##### DATASET RECORDS
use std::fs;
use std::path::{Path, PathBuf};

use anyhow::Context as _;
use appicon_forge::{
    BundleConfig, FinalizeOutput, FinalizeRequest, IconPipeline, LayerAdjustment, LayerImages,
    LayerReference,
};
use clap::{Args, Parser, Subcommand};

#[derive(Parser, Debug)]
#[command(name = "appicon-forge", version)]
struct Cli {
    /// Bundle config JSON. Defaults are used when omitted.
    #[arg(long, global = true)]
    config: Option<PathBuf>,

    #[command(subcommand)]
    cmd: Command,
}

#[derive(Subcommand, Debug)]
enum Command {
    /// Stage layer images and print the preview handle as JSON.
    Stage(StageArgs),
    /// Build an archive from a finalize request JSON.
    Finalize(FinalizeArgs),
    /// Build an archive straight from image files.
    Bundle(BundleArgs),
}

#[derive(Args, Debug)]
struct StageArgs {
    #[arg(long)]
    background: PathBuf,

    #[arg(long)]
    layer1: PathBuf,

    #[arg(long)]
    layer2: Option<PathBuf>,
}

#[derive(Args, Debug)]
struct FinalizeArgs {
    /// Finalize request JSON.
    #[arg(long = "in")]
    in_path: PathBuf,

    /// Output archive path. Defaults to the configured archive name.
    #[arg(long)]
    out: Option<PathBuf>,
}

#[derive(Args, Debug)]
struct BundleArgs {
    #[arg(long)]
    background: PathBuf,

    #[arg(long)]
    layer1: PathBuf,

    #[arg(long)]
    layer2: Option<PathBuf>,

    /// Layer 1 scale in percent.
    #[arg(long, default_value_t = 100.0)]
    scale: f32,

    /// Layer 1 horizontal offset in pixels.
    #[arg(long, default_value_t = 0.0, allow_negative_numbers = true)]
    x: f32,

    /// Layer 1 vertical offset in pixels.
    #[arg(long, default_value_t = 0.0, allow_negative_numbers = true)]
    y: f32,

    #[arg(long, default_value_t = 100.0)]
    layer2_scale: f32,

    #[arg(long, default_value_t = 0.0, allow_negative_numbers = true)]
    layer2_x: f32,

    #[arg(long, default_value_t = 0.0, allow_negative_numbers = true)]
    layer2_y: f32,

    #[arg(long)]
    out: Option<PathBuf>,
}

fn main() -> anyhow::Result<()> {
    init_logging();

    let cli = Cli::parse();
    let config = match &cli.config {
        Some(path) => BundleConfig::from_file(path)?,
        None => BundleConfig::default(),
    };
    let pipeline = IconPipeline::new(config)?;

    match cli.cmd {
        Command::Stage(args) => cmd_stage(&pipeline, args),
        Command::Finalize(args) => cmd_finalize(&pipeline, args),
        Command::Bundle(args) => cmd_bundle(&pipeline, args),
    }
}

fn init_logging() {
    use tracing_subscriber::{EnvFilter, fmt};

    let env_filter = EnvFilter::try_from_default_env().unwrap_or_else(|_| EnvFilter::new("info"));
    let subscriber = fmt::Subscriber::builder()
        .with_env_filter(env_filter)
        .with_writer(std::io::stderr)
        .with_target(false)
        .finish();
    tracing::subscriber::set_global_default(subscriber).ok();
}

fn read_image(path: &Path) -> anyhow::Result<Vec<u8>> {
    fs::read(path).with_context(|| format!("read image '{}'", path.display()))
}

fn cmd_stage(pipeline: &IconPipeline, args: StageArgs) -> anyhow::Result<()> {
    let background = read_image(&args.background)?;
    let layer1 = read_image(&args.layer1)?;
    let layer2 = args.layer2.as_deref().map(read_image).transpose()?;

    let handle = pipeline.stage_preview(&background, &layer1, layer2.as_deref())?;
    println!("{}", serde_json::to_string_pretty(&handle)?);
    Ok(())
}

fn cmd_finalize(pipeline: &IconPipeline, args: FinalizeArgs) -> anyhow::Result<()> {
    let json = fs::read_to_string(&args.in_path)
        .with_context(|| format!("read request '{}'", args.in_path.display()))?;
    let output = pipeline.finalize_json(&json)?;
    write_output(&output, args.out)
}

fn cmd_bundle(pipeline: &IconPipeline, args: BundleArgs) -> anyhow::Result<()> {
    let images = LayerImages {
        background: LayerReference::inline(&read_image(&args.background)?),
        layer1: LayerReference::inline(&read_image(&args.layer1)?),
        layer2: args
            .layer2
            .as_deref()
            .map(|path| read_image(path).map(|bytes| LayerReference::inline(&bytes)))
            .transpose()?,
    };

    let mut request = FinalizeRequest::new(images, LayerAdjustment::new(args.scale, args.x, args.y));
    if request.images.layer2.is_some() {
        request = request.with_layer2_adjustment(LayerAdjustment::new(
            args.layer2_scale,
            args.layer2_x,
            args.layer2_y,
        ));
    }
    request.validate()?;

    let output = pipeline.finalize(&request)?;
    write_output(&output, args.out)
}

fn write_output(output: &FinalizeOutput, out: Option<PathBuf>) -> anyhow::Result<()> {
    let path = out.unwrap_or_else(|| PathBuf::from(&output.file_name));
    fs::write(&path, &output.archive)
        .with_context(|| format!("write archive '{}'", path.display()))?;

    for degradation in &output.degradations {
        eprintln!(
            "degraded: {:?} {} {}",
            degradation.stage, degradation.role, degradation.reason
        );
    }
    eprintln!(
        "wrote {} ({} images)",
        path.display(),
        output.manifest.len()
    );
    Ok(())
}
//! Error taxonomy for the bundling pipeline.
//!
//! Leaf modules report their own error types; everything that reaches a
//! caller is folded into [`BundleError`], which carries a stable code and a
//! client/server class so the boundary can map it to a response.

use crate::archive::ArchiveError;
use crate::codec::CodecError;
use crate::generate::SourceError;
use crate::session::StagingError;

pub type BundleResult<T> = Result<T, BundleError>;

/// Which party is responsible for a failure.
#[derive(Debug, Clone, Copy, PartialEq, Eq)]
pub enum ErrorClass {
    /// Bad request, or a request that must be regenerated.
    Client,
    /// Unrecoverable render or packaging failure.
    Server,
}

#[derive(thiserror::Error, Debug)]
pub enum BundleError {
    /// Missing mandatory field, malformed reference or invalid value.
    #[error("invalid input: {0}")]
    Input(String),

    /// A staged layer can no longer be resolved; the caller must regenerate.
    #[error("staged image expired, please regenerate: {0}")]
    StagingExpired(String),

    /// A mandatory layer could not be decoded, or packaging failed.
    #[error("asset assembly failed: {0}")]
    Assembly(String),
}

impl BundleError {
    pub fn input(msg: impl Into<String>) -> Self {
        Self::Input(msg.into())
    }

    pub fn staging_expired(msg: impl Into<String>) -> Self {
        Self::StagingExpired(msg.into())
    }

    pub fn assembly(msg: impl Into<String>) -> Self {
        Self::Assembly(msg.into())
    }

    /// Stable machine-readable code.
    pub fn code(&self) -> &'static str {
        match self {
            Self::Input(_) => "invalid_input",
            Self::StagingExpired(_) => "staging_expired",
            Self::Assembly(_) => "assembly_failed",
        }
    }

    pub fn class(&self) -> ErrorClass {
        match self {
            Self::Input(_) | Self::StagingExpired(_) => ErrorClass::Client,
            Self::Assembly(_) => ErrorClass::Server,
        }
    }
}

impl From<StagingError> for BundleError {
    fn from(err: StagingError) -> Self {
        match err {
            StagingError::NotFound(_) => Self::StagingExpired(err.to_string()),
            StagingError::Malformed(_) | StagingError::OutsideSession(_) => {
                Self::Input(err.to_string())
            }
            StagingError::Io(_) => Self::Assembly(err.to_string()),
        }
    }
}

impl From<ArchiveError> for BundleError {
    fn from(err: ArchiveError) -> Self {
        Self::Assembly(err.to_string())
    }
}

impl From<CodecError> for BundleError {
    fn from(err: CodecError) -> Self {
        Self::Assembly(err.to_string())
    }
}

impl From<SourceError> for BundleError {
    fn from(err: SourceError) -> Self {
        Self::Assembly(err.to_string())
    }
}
##########
##### DATASET RECORDS
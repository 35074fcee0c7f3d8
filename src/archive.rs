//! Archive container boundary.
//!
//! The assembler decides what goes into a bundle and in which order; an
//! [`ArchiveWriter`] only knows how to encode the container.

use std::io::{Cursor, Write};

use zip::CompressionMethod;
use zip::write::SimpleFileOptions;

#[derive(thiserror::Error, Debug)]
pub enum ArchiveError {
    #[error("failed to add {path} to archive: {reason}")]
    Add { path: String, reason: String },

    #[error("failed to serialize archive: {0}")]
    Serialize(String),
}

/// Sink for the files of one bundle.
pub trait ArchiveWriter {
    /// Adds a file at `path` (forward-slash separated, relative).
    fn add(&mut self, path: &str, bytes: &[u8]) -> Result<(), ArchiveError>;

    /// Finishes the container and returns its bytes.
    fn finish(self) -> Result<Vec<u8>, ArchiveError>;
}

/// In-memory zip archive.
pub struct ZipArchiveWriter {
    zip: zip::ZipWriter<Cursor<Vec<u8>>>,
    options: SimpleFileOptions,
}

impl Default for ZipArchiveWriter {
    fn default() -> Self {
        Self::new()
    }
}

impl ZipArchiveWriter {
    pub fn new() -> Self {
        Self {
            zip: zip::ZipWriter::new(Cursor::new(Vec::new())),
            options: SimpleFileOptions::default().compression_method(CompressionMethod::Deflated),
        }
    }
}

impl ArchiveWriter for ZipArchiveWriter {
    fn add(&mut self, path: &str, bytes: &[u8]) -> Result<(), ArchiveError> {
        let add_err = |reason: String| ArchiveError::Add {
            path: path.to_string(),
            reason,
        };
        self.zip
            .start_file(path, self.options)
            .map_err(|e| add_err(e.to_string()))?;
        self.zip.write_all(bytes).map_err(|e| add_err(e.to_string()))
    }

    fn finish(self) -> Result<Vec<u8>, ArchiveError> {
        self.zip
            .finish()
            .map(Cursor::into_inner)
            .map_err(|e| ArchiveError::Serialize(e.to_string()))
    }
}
##########
■ **TASK PROMPT**: Within the data above, filter for lines containing the word "StageArgs" and copy each one.

■ **TASK RESPONSE**:
    Stage(StageArgs),
struct StageArgs {
fn cmd_stage(pipeline: &IconPipeline, args: StageArgs) -> anyhow::Result<()> {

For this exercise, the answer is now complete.